Image Source: Winnipeg Tribune, February 23, 1929. UML.
Albert Livingstone Crossin was born in 1868 in Waterloo, Ontario. He was a Chartered Accountant who worked for various firms and businesses throughout his life. In London, Ontario, he was employed by Huron and Erie Mortgage Co. Ltd. Later, he moved to Toronto to work for Toronto General Trusts Corp. and it was through this job that Crossin came to Winnipeg, as he was tasked with opening its Winnipeg branch. By the time of the 1919 General Strike, Crossin worked as an investment manager for Oldfield, Kirby, and Gardner. He was active in the Winnipeg business community, serving as President of the Winnipeg Chamber of Commerce from 1916-1917 and as President of the Board of Trade. He was also a member of various elite social organizations, including the Manitoba Club and the Canadian Club, and he was an active Freemason, serving as Grand Master of the Grand Lodge of Manitoba in 1925. He also served as Vice Chairman of the Victory Loan Campaign and identified politically as a Liberal.

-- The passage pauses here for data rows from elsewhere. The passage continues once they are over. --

//! Driver for `better-sqlite3`.

use sqlts_codegen::{CodeFragment, TypeRef};
use sqlts_core::BetterSqlite3Options;
use sqlts_ir::Query;

use super::{
    Driver, QueryFn, ReturnIface, many_type, one_type, positional_row, query_function,
    single_row_guard, sqlite,
};
use crate::{
    Declaration,
    ast::{Fn, Import, Param},
};

/// better-sqlite3 prepared statements.
///
/// Row-returning statements run in raw mode so columns are read by position,
/// like the array-mode drivers. No `:execlastid`: the library reports it per
/// statement run, not portably across the generated API.
#[derive(Debug, Clone, Copy, Default)]
pub struct BetterSqlite3Driver {
    options: BetterSqlite3Options,
}

impl BetterSqlite3Driver {
    pub fn new(options: BetterSqlite3Options) -> Self {
        Self { options }
    }

    /// Shared function head: signature plus `const stmt = database.prepare(...)`.
    ///
    /// `raw` is only valid on statements that return data.
    fn prepared(&self, query: &QueryFn<'_>, returns: TypeRef, raw: bool) -> Fn {
        let mut prepare = format!("const stmt = database.prepare({})", query.query_const);
        if self.options.safe_integers {
            prepare.push_str(".safeIntegers(true)");
        }
        if raw {
            prepare.push_str(".raw(true)");
        }
        prepare.push(';');
        query_function(self.connection(), query, returns).statement(prepare)
    }

    /// `const rows = await stmt.all(...)`, typed as arrays in raw mode.
    fn all_rows(&self, query: &QueryFn<'_>, returns: ReturnIface<'_>) -> String {
        match returns {
            ReturnIface::Row(_) => format!(
                "const rows = await stmt.all({}) as any[][];",
                self.args(query)
            ),
            ReturnIface::Void => format!("const rows = await stmt.all({});", self.args(query)),
        }
    }

    fn args(&self, query: &QueryFn<'_>) -> String {
        query
            .arg_names
            .iter()
            .map(|name| format!("args.{}", name))
            .collect::<Vec<_>>()
            .join(", ")
    }
}

impl Driver for BetterSqlite3Driver {
    fn name(&self) -> &'static str {
        "better-sqlite3"
    }

    fn connection(&self) -> Param {
        Param::new("database", "Database")
    }

    fn normalize_type(&self, ty: &str) -> String {
        sqlite::normalize(ty)
    }

    fn lookup_type(&self, normalized: &str) -> Option<TypeRef> {
        let integer = if self.options.safe_integers {
            TypeRef::bigint()
        } else {
            TypeRef::number()
        };
        sqlite::lookup(normalized, integer)
    }

    fn fallback_type(&self) -> TypeRef {
        TypeRef::any()
    }

    fn preamble(&self, _queries: &[&Query]) -> Vec<Declaration> {
        vec![Import::new("better-sqlite3").named("Database").into()]
    }

    fn exec_decl(&self, query: &QueryFn<'_>) -> Declaration {
        self.prepared(query, TypeRef::Unit, false)
            .statement(format!("await stmt.run({});", self.args(query)))
            .into()
    }

    fn one_decl(
        &self,
        query: &QueryFn<'_>,
        returns: ReturnIface<'_>,
        columns: &[String],
    ) -> Declaration {
        let raw = matches!(returns, ReturnIface::Row(_));
        let f = self
            .prepared(query, one_type(returns), raw)
            .statement(self.all_rows(query, returns))
            .fragment(single_row_guard("rows"));
        let f = match returns {
            ReturnIface::Row(_) => f
                .statement("const row = rows[0];")
                .fragment(positional_row(columns).wrap("return ", ";")),
            ReturnIface::Void => f.statement("return;"),
        };
        f.into()
    }

    fn many_decl(
        &self,
        query: &QueryFn<'_>,
        returns: ReturnIface<'_>,
        columns: &[String],
    ) -> Declaration {
        let raw = matches!(returns, ReturnIface::Row(_));
        let f = self
            .prepared(query, many_type(returns), raw)
            .statement(self.all_rows(query, returns));
        let f = match returns {
            ReturnIface::Row(_) => f.fragment(CodeFragment::block(
                "return rows.map(row => {",
                vec![positional_row(columns).wrap("return ", ";")],
                "});",
            )),
            ReturnIface::Void => f.statement("return rows.map(() => undefined);"),
        };
        f.into()
    }
}

#[cfg(test)]
mod tests {
    use sqlts_codegen::{CodeBuilder, TypeMapper};
    use sqlts_core::ErrorKind;
    use sqlts_ir::Column;

    use super::*;
    use crate::TsTypeMapper;

    fn render(decl: &Declaration) -> String {
        let mut builder = CodeBuilder::typescript();
        builder.emit(decl);
        builder.build()
    }

    fn query<'a>(names: &'a [String]) -> QueryFn<'a> {
        QueryFn {
            func_name: "getAuthor",
            query_const: "getAuthorQuery",
            query_name: "GetAuthor",
            arg_iface: Some("GetAuthorArgs"),
            arg_names: names,
        }
    }

    #[test]
    fn test_type_table() {
        let driver = BetterSqlite3Driver::default();
        let render_type = |ty: &str| {
            TsTypeMapper.render_type(&driver.column_type(Some(&Column::new("c", ty).not_null())))
        };
        assert_eq!(render_type("INTEGER"), "number");
        assert_eq!(render_type("DOUBLE PRECISION"), "number");
        assert_eq!(render_type("BOOLEAN"), "boolean");
        assert_eq!(render_type("TEXT"), "any");
    }

    #[test]
    fn test_safe_integers() {
        let driver = BetterSqlite3Driver::new(BetterSqlite3Options {
            safe_integers: true,
        });
        let column = Column::new("id", "integer").not_null();
        assert_eq!(driver.column_type(Some(&column)), TypeRef::bigint());

        let names = vec!["id".to_string()];
        let out = render(&driver.exec_decl(&query(&names)));
        assert_eq!(
            out,
            "export async function getAuthor(database: Database, args: GetAuthorArgs): Promise<void> {\n  const stmt = database.prepare(getAuthorQuery).safeIntegers(true);\n  await stmt.run(args.id);\n}\n"
        );
    }

    #[test]
    fn test_one_reads_raw_row_by_position() {
        let names = vec!["id".to_string()];
        let out = render(&BetterSqlite3Driver::default().one_decl(
            &query(&names),
            ReturnIface::Row("GetAuthorRow"),
            &["authorId".to_string(), "id".to_string()],
        ));
        assert_eq!(
            out,
            "export async function getAuthor(database: Database, args: GetAuthorArgs): Promise<GetAuthorRow | null> {\n  const stmt = database.prepare(getAuthorQuery).raw(true);\n  const rows = await stmt.all(args.id) as any[][];\n  if (rows.length !== 1) {\n    return null;\n  }\n  const row = rows[0];\n  return {\n    authorId: row[0],\n    id: row[1],\n  };\n}\n"
        );
    }

    #[test]
    fn test_void_rows_skip_raw_mode() {
        let out = render(&BetterSqlite3Driver::default().many_decl(
            &query(&[]),
            ReturnIface::Void,
            &[],
        ));
        assert!(out.contains("const stmt = database.prepare(getAuthorQuery);\n"));
        assert!(out.contains("return rows.map(() => undefined);"));
    }

    #[test]
    fn test_execlastid_is_refused() {
        let err = BetterSqlite3Driver::default()
            .execlastid_decl(&query(&[]))
            .err()
            .unwrap();
        assert_eq!(err.kind(), ErrorKind::UnsupportedOperation);
    }
}
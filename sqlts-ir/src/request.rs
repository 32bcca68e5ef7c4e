//! Request and response envelope.

use serde::{Deserialize, Serialize};

use crate::Query;

/// Input to one generation run.
#[derive(Debug, Clone, Default, PartialEq, Eq)]
pub struct GenerateRequest {
    pub queries: Vec<Query>,
    /// Raw plugin options; UTF-8 JSON when non-empty.
    pub plugin_options: Vec<u8>,
}

impl GenerateRequest {
    pub fn new(queries: Vec<Query>, plugin_options: impl Into<Vec<u8>>) -> Self {
        Self {
            queries,
            plugin_options: plugin_options.into(),
        }
    }
}

/// A single generated source file.
#[derive(Debug, Clone, PartialEq, Eq, Serialize, Deserialize)]
pub struct GeneratedFile {
    /// Path relative to the sqlc output directory.
    pub name: String,
    pub contents: Vec<u8>,
}

impl GeneratedFile {
    pub fn new(name: impl Into<String>, contents: impl Into<Vec<u8>>) -> Self {
        Self {
            name: name.into(),
            contents: contents.into(),
        }
    }

    /// Contents as text. Generated files are always UTF-8.
    pub fn text(&self) -> std::borrow::Cow<'_, str> {
        String::from_utf8_lossy(&self.contents)
    }
}

/// Output of one generation run.
#[derive(Debug, Clone, Default, PartialEq, Eq, Serialize, Deserialize)]
pub struct GenerateResponse {
    pub files: Vec<GeneratedFile>,
}
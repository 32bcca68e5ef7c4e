//! Language-specific abstractions.
//!
//! - [`NamingConvention`] - Language-specific naming rules
//! - [`NameResolver`] - Collision-free identifiers within one query

mod naming;
mod resolver;

pub use naming::NamingConvention;
pub use resolver::{NameResolver, resolve_names};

During the Winnipeg civic employee strike of 1918, Crossin was a member of the Citizens’ Committee of One Hundred. He was part of the committee that drafted the organization’s resolutions, was made its chairman, and was a member of its Conciliation Sub-committee, which attempted to negotiate an end to the strike (Johnson 1978, 145-148). During the General Strike, Crossin reprised his role of chairman, this time of the Citizens’ Committee of One Thousand’s General Committee. This made him one of the Citizens’ Committee’s few public faces. He attended several meetings and negotiations with government authorities over the course of the strike, in which he spoke for the Citizens and made their will known. On occasion, this meant speaking directly to the public, including strikers and those who sympathized with them. At one meeting, according to the Winnipeg Citizen, Crossin attempted to explain to a crowd of strikers why the Citizens’ Committee’s was formed, and was met by jeers, boos, and sarcastic responses. He then began to tell the crowd that he was born in a log cabin in Ontario, to which the angry crowd replied, “you ought to go back” (Winnipeg Citizen, May 23, 1919). In his public statements, Crossin sometimes downplayed the strength and resolve of the strikers, claiming that 85 percent would return to work if the police could provide adequate protection (Manitoba Free Press, June 6, 1919). On other occasions, he echoed the apocalyptic language of many of the Citizens: when pro-strike returned soldiers marched down Wellington Crescent on June 4, Crossin painted it as a virtual invasion, claiming that the marchers “only needed weapons to become an army” (Kramer and Mitchell 2010, 109). He was adamant that, rather than a Provincial commission to investigate the causes of the strike, a Canada wide commission was needed to expose Bolshevism; he received a letter from Acting Minister of Justice Arthur Meighen on the subject and attempted to rally the Citizens to press him and the Federal government for such a commission. Only a national commission, he claimed, could “expose the whole damnable conspiracy.” and that such exposure was “imperative if we are to have industrial peace” (Kramer and Mitchell 2010, 209).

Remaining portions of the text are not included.